== Segment start ==
//! Scalar operands for the algebraic laws.

use proptest::prelude::*;

/// Bound that keeps sums and differences of a few operands well inside `i64`.
pub const SMALL_BOUND: i64 = 1 << 40;

/// `i64` in `[-SMALL_BOUND, SMALL_BOUND]`, weighted toward zero and unit values.
///
/// Sums and differences of a handful of these never overflow, so arithmetic laws
/// can be checked without wrapping.
pub fn small_i64() -> impl Strategy<Value = i64> + Clone {
    prop_oneof![
        1 => Just(0_i64),
        1 => Just(1_i64),
        1 => Just(-1_i64),
        1 => Just(SMALL_BOUND),
        1 => Just(-SMALL_BOUND),
        5 => -SMALL_BOUND..=SMALL_BOUND,
    ]
}

/// Arbitrary bit patterns for the bitwise operators.
pub fn bit_pattern_u32() -> impl Strategy<Value = u32> + Clone {
    prop_oneof![
        1 => Just(0_u32),
        1 => Just(u32::MAX),
        4 => any::<u32>(),
    ]
}

/// Three independent draws from `operand`.
pub fn operand_triple<S>(operand: S) -> impl Strategy<Value = (S::Value, S::Value, S::Value)>
where
    S: Strategy + Clone,
{
    (operand.clone(), operand.clone(), operand)
}

#[cfg(test)]
mod tests {
    use super::*;

    proptest! {
        #[test]
        fn small_values_stay_bounded(v in small_i64()) {
            prop_assert!((-SMALL_BOUND..=SMALL_BOUND).contains(&v));
        }

        #[test]
        fn triples_do_not_overflow_when_summed((a, b, c) in operand_triple(small_i64())) {
            prop_assert!(a.checked_add(b).and_then(|ab| ab.checked_add(c)).is_some());
            prop_assert!(a.checked_sub(b).and_then(|ab| ab.checked_sub(c)).is_some());
        }

        #[test]
        fn bit_pattern_triples_compose_with_xor(
            (a, b, c) in operand_triple(bit_pattern_u32())
        ) {
            prop_assert_eq!(a ^ b ^ c ^ a, b ^ c);
        }
    }
}
use serde::Deserialize;
use service_core::config::{self as core_config, ServerSettings, TelemetrySettings};
use service_core::error::AppError;
use std::path::PathBuf;

#[derive(Debug, Deserialize, Clone, Default)]
pub struct Settings {
    #[serde(default)]
    pub server: ServerSettings,
    #[serde(default)]
    pub data: DataSettings,
    #[serde(default)]
    pub cors: CorsSettings,
    #[serde(default)]
    pub telemetry: TelemetrySettings,
}

#[derive(Debug, Deserialize, Clone)]
pub struct DataSettings {
    /// GeoJSON file served by `/geojsondata`. Relative paths resolve against
    /// the working directory of the process.
    #[serde(default = "default_data_path")]
    pub path: PathBuf,
}

impl Default for DataSettings {
    fn default() -> Self {
        Self {
            path: default_data_path(),
        }
    }
}

fn default_data_path() -> PathBuf {
    PathBuf::from("data.geojson")
}

#[derive(Debug, Deserialize, Clone)]
pub struct CorsSettings {
    /// `*` anywhere in the list allows every origin.
    #[serde(default = "default_allowed_origins")]
    pub allowed_origins: Vec<String>,
}

impl Default for CorsSettings {
    fn default() -> Self {
        Self {
            allowed_origins: default_allowed_origins(),
        }
    }
}

fn default_allowed_origins() -> Vec<String> {
    vec!["*".to_string()]
}

/// Keys whose `APP_*` value is a comma-separated list.
pub const LIST_KEYS: &[&str] = &["cors.allowed_origins"];

impl Settings {
    pub fn load() -> Result<Self, AppError> {
        core_config::load(LIST_KEYS)
    }
}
== Segment end ==
Exactly reproduce every line of the records.

[Response to the task]
//! Scalar operands for the algebraic laws.

use proptest::prelude::*;

/// Bound that keeps sums and differences of a few operands well inside `i64`.
pub const SMALL_BOUND: i64 = 1 << 40;

/// `i64` in `[-SMALL_BOUND, SMALL_BOUND]`, weighted toward zero and unit values.
///
/// Sums and differences of a handful of these never overflow, so arithmetic laws
/// can be checked without wrapping.
pub fn small_i64() -> impl Strategy<Value = i64> + Clone {
    prop_oneof![
        1 => Just(0_i64),
        1 => Just(1_i64),
        1 => Just(-1_i64),
        1 => Just(SMALL_BOUND),
        1 => Just(-SMALL_BOUND),
        5 => -SMALL_BOUND..=SMALL_BOUND,
    ]
}

/// Arbitrary bit patterns for the bitwise operators.
pub fn bit_pattern_u32() -> impl Strategy<Value = u32> + Clone {
    prop_oneof![
        1 => Just(0_u32),
        1 => Just(u32::MAX),
        4 => any::<u32>(),
    ]
}

/// Three independent draws from `operand`.
pub fn operand_triple<S>(operand: S) -> impl Strategy<Value = (S::Value, S::Value, S::Value)>
where
    S: Strategy + Clone,
{
    (operand.clone(), operand.clone(), operand)
}

#[cfg(test)]
mod tests {
    use super::*;

    proptest! {
        #[test]
        fn small_values_stay_bounded(v in small_i64()) {
            prop_assert!((-SMALL_BOUND..=SMALL_BOUND).contains(&v));
        }

        #[test]
        fn triples_do_not_overflow_when_summed((a, b, c) in operand_triple(small_i64())) {
            prop_assert!(a.checked_add(b).and_then(|ab| ab.checked_add(c)).is_some());
            prop_assert!(a.checked_sub(b).and_then(|ab| ab.checked_sub(c)).is_some());
        }

        #[test]
        fn bit_pattern_triples_compose_with_xor(
            (a, b, c) in operand_triple(bit_pattern_u32())
        ) {
            prop_assert_eq!(a ^ b ^ c ^ a, b ^ c);
        }
    }
}
use serde::Deserialize;
use service_core::config::{self as core_config, ServerSettings, TelemetrySettings};
use service_core::error::AppError;
use std::path::PathBuf;

#[derive(Debug, Deserialize, Clone, Default)]
pub struct Settings {
    #[serde(default)]
    pub server: ServerSettings,
    #[serde(default)]
    pub data: DataSettings,
    #[serde(default)]
    pub cors: CorsSettings,
    #[serde(default)]
    pub telemetry: TelemetrySettings,
}

#[derive(Debug, Deserialize, Clone)]
pub struct DataSettings {
    /// GeoJSON file served by `/geojsondata`. Relative paths resolve against
    /// the working directory of the process.
    #[serde(default = "default_data_path")]
    pub path: PathBuf,
}

impl Default for DataSettings {
    fn default() -> Self {
        Self {
            path: default_data_path(),
        }
    }
}

fn default_data_path() -> PathBuf {
    PathBuf::from("data.geojson")
}

#[derive(Debug, Deserialize, Clone)]
pub struct CorsSettings {
    /// `*` anywhere in the list allows every origin.
    #[serde(default = "default_allowed_origins")]
    pub allowed_origins: Vec<String>,
}

impl Default for CorsSettings {
    fn default() -> Self {
        Self {
            allowed_origins: default_allowed_origins(),
        }
    }
}

fn default_allowed_origins() -> Vec<String> {
    vec!["*".to_string()]
}

/// Keys whose `APP_*` value is a comma-separated list.
pub const LIST_KEYS: &[&str] = &["cors.allowed_origins"];

impl Settings {
    pub fn load() -> Result<Self, AppError> {
        core_config::load(LIST_KEYS)
    }
}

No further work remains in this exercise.